<< -- 2 -- Robert Anderson THE RING IN CHEMNITZ
The Chemnitz opera has no mystical abyss such as Bayreuth's, and
space precluded Wagner's imperious demand for six harps in the pit.
But the clarity of sound in the theatre is exemplary, and in the hands of
a sensitive conductor, balance can be admirably managed. A neighbour in
the auditorium said this was the most rewarding Ring he had seen
for fifty years, thus taking us back to Wieland Wagner. What he deplored
were recent productions that have been fascinated by anything but Wagner,
submerging the work in irrelevant politics, perversity and pseudo-psychology.
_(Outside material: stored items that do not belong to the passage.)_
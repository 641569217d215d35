use std::time::Duration;

use criterion::{black_box, criterion_group, criterion_main, Criterion};

use nosology::{Diseases, Nosology, Ontology};

fn classification_benchmark(c: &mut Criterion) {
    let ontology = Ontology::from_obo("tests/small.obo").expect("small.obo is valid");
    let diseases = Diseases::from_standard("tests").expect("annotations are valid");
    let nosology = Nosology::from_standard("tests").expect("rule files are valid");

    c.bench_function("classify and report", |b| {
        b.iter(|| {
            let mut nosology = nosology.clone();
            nosology
                .classify(black_box(&diseases), black_box(&ontology))
                .expect("nosology is classified only once");
            nosology.report(&diseases, &ontology).len()
        })
    });
}

criterion_group! {
    name = classification;
    config = Criterion::default().sample_size(20).measurement_time(Duration::from_secs(10));
    targets = classification_benchmark
}
criterion_main!(classification);
use core::fmt::Debug;
use std::path::Path;

use crate::parser;
use crate::term::internal::HpoTermInternal;
use crate::term::{HpoGroup, HpoTerm};
use crate::{HpoError, HpoResult, HpoTermId};
use crate::{INHERITANCE_ID, ONSET_ID, PHENOTYPE_ID};

pub mod builder;
mod termarena;
use termarena::Arena;

/// Answers whether one term is equal to or an ancestor of another term
///
/// This is the only capability that rule evaluation needs from the
/// ontology. [`Ontology`] is the canonical implementation, other
/// implementations can be used to test rules in isolation.
pub trait AncestorQuery {
    /// Returns `true` if `ancestor` is equal to `descendant` or reachable
    /// from `descendant` via `is_a` relationships
    ///
    /// # Errors
    ///
    /// [`HpoError::UnknownTerm`] if either term does not exist
    fn is_ancestor_of(&self, ancestor: HpoTermId, descendant: HpoTermId) -> HpoResult<bool>;

    /// Returns the name of the term, or `"?"` if it does not exist
    fn term_name(&self, term_id: HpoTermId) -> &str;
}

#[cfg_attr(doc, aquamarine::aquamarine)]
/// `Ontology` contains all [`HpoTerm`]s and their `is_a` relationships
///
/// The ontology is built once, using the [`builder::Builder`], and is
/// immutable afterwards. Its main purpose is answering ancestor queries
/// ([`Ontology::is_ancestor_of`]) for the classification of diseases.
///
/// # Ancestor boundary
///
/// All terms share the same root term `All`. Upward traversal stops at
/// `Phenotypic abnormality` ([`PHENOTYPE_ID`]), so phenotypic features are
/// never considered descendants of `All` or of terms that are only
/// reachable through it. `Phenotypic abnormality` itself is a regular
/// ancestor of all phenotypic features.
///
/// ```mermaid
/// graph TD
/// HP:0000001["HP:0000001<br>
/// All"]
/// HP:0000001 --> HP:0000005
/// HP:0000001 --> HP:0000118
/// HP:0000001 --> HP:0012823
/// HP:0000005["HP:0000005<br>
/// Mode of inheritance"]
/// HP:0000118["HP:0000118<br>
/// Phenotypic abnormality"]
/// HP:0000118 --> HP:0000924
/// HP:0012823["HP:0012823<br>
/// Clinical modifier"]
/// HP:0012823 --> HP:0003674
/// HP:0003674["HP:0003674<br>
/// Onset"]
/// HP:0000924["HP:0000924<br>
/// Abnormality of the skeletal system"]
/// HP:0000924 --> HP:0001380
/// HP:0001380["HP:0001380<br>
/// Ligamentous laxity"]
/// ```
///
/// # Examples
///
/// ```
/// use nosology::builder::Builder;
/// use nosology::HpoTermId;
///
/// let mut builder = Builder::new();
/// builder.add_term("All", 1u32, []);
/// builder.add_term("Mode of inheritance", 5u32, [1u32.into()]);
/// builder.add_term("Phenotypic abnormality", 118u32, [1u32.into()]);
/// builder.add_term("Clinical modifier", 12823u32, [1u32.into()]);
/// builder.add_term("Onset", 3674u32, [12823u32.into()]);
/// builder.add_term("Abnormality of the skeletal system", 924u32, [118u32.into()]);
/// builder.add_term("Ligamentous laxity", 1380u32, [924u32.into()]);
///
/// let ontology = builder.terms_complete().connect_all_terms().unwrap().build().unwrap();
///
/// let root = HpoTermId::from(118u32);
/// let skeletal = HpoTermId::from(924u32);
/// let laxity = HpoTermId::from(1380u32);
///
/// assert!(ontology.is_ancestor_of(skeletal, laxity).unwrap());
/// assert!(!ontology.is_ancestor_of(laxity, skeletal).unwrap());
/// assert!(ontology.is_ancestor_of(root, laxity).unwrap());
///
/// // `All` is beyond the boundary for phenotypic features...
/// assert!(!ontology.is_ancestor_of(1u32.into(), laxity).unwrap());
/// // ...but not for other branches
/// assert!(ontology.is_ancestor_of(1u32.into(), 3674u32.into()).unwrap());
/// ```
pub struct Ontology {
    hpo_terms: Arena,
}

impl Debug for Ontology {
    fn fmt(&self, f: &mut std::fmt::Formatter<'_>) -> std::fmt::Result {
        write!(f, "Ontology with {} terms", self.hpo_terms.len())
    }
}

/// Public API of the Ontology
///
/// Those methods are all safe to use
impl Ontology {
    pub(crate) fn new(hpo_terms: Arena) -> Self {
        Self { hpo_terms }
    }

    /// Initialize the [`Ontology`] from the `hp.obo` file inside `folder`
    ///
    /// # Errors
    ///
    /// See [`Ontology::from_obo`]
    pub fn from_standard<P: AsRef<Path>>(folder: P) -> HpoResult<Self> {
        Self::from_obo(folder.as_ref().join(crate::OBO_FILENAME))
    }

    /// Initialize the [`Ontology`] from an OBO file
    ///
    /// # Errors
    ///
    /// - obo file not present or available: [`HpoError::CannotOpenFile`]
    /// - a term contains an invalid id: [`HpoError::InvalidTermId`]
    /// - a parent term does not exist: [`HpoError::UnresolvedParent`]
    /// - an anchor term is missing: [`HpoError::MissingAnchor`]
    pub fn from_obo<P: AsRef<Path>>(filename: P) -> HpoResult<Self> {
        parser::hp_obo::read_obo_file(filename)?
            .terms_complete()
            .connect_all_terms()?
            .build()
    }

    /// Returns the number of HPO-Terms in the Ontology
    pub fn len(&self) -> usize {
        self.hpo_terms.len()
    }

    /// Returns `true` if the Ontology does not contain any HPO-Terms
    pub fn is_empty(&self) -> bool {
        self.len() == 0
    }

    /// Returns the [`HpoTerm`] of the provided [`HpoTermId`]
    ///
    /// If no such term is present in the Ontolgy, `None` is returned
    pub fn hpo<I: Into<HpoTermId>>(&self, term_id: I) -> Option<HpoTerm> {
        HpoTerm::try_new(self, term_id.into()).ok()
    }

    /// Returns an Iterator of all [`HpoTerm`]s from the Ontology
    pub fn hpos(&self) -> Iter<'_> {
        self.into_iter()
    }

    /// Returns the `Phenotypic abnormality` term
    pub fn phenotype_root(&self) -> HpoTerm {
        self.anchor(PHENOTYPE_ID)
    }

    /// Returns the `Onset` term
    pub fn onset_root(&self) -> HpoTerm {
        self.anchor(ONSET_ID)
    }

    /// Returns the `Mode of inheritance` term
    pub fn inheritance_root(&self) -> HpoTerm {
        self.anchor(INHERITANCE_ID)
    }

    /// Returns `true` if `ancestor` is the same term as `descendant` or
    /// if `descendant` is a direct or indirect child of `ancestor`
    ///
    /// This uses the cached ancestors of every term and does not
    /// traverse the ontology.
    ///
    /// # Errors
    ///
    /// [`HpoError::UnknownTerm`] if either term is not present
    pub fn is_ancestor_of(&self, ancestor: HpoTermId, descendant: HpoTermId) -> HpoResult<bool> {
        if self.get(ancestor).is_none() {
            return Err(HpoError::UnknownTerm(ancestor));
        }
        let term = self
            .get(descendant)
            .ok_or(HpoError::UnknownTerm(descendant))?;
        if ancestor == descendant {
            return Ok(true);
        }
        Ok(term.all_parents().contains(&ancestor))
    }

    /// Same as [`Ontology::is_ancestor_of`], but walks up the ontology
    /// from `descendant` instead of using the cached ancestors
    ///
    /// The walk does not expand `Phenotypic abnormality` any further.
    /// Every term is visited at most once, even if the ontology contains cycles.
    ///
    /// # Errors
    ///
    /// [`HpoError::UnknownTerm`] if either term is not present
    pub fn is_ancestor_by_traversal(
        &self,
        ancestor: HpoTermId,
        descendant: HpoTermId,
    ) -> HpoResult<bool> {
        if self.get(ancestor).is_none() {
            return Err(HpoError::UnknownTerm(ancestor));
        }
        let term = self
            .get(descendant)
            .ok_or(HpoError::UnknownTerm(descendant))?;
        if ancestor == descendant {
            return Ok(true);
        }

        let mut visited = HpoGroup::new();
        let mut candidates = vec![term];
        while let Some(candidate) = candidates.pop() {
            for parent in candidate.parents() {
                if parent == ancestor {
                    return Ok(true);
                }
                if parent == PHENOTYPE_ID || !visited.insert(parent) {
                    continue;
                }
                candidates.push(self.get_unchecked(parent));
            }
        }
        Ok(false)
    }

    /// Returns the name of the term or `"?"` if no such term exists
    ///
    /// Use this only for display purposes
    pub fn term_name(&self, term_id: HpoTermId) -> &str {
        self.get(term_id).map_or("?", HpoTermInternal::name)
    }
}

/// Crate-only functions for accessing terms
impl Ontology {
    /// Returns the `HpoTermInternal` with the given `HpoTermId`
    ///
    /// Returns `None` if no such term is present
    pub(crate) fn get<I: Into<HpoTermId>>(&self, term_id: I) -> Option<&HpoTermInternal> {
        self.hpo_terms.get(term_id.into())
    }

    /// Returns the `HpoTermInternal` with the given `HpoTermId`
    ///
    /// This method should only be called if the caller is sure that the term actually
    /// exists, e.g. during an iteration of all `HpoTermId`s.
    ///
    /// # Panics
    ///
    /// This method will panic if the `term_id` is not present in the Ontology
    pub(crate) fn get_unchecked<I: Into<HpoTermId>>(&self, term_id: I) -> &HpoTermInternal {
        self.hpo_terms.get_unchecked(term_id.into())
    }

    /// Anchors are checked by the builder, so they are always present
    fn anchor(&self, term_id: HpoTermId) -> HpoTerm {
        HpoTerm::new(self, self.get_unchecked(term_id))
    }
}

impl AncestorQuery for Ontology {
    fn is_ancestor_of(&self, ancestor: HpoTermId, descendant: HpoTermId) -> HpoResult<bool> {
        Ontology::is_ancestor_of(self, ancestor, descendant)
    }

    fn term_name(&self, term_id: HpoTermId) -> &str {
        Ontology::term_name(self, term_id)
    }
}

/// Iterates the Ontology and yields [`HpoTerm`]s
pub struct Iter<'a> {
    inner: std::slice::Iter<'a, HpoTermInternal>,
    ontology: &'a Ontology,
}

impl<'a> std::iter::Iterator for Iter<'a> {
    type Item = HpoTerm<'a>;
    fn next(&mut self) -> Option<Self::Item> {
        self.inner
            .next()
            .map(|term| HpoTerm::new(self.ontology, term))
    }
}

impl<'a> IntoIterator for &'a Ontology {
    type Item = HpoTerm<'a>;
    type IntoIter = Iter<'a>;

    fn into_iter(self) -> Self::IntoIter {
        Iter {
            inner: self.hpo_terms.values(),
            ontology: self,
        }
    }
}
Here was a Rheingold of which the opening swirled with mysterious
waters. If the Rhine seemed to heave with a more than Atlantic swell, there
was magic as lighting gradually suffused the river with the golden glow
that tempted a sneezing Alberich to his catastrophic theft. Valhalla was
buttressed in sombre grey, and the giants, no larger than I am, demonstrated
their trade by swinging onto the stage in the sort of mechanical grabs that
could not possibly have been used in the building of a primeval Valhalla.
The gods sickened dramatically for want of Freia's golden apples, a
sample of which was flourished temptingly by Loge.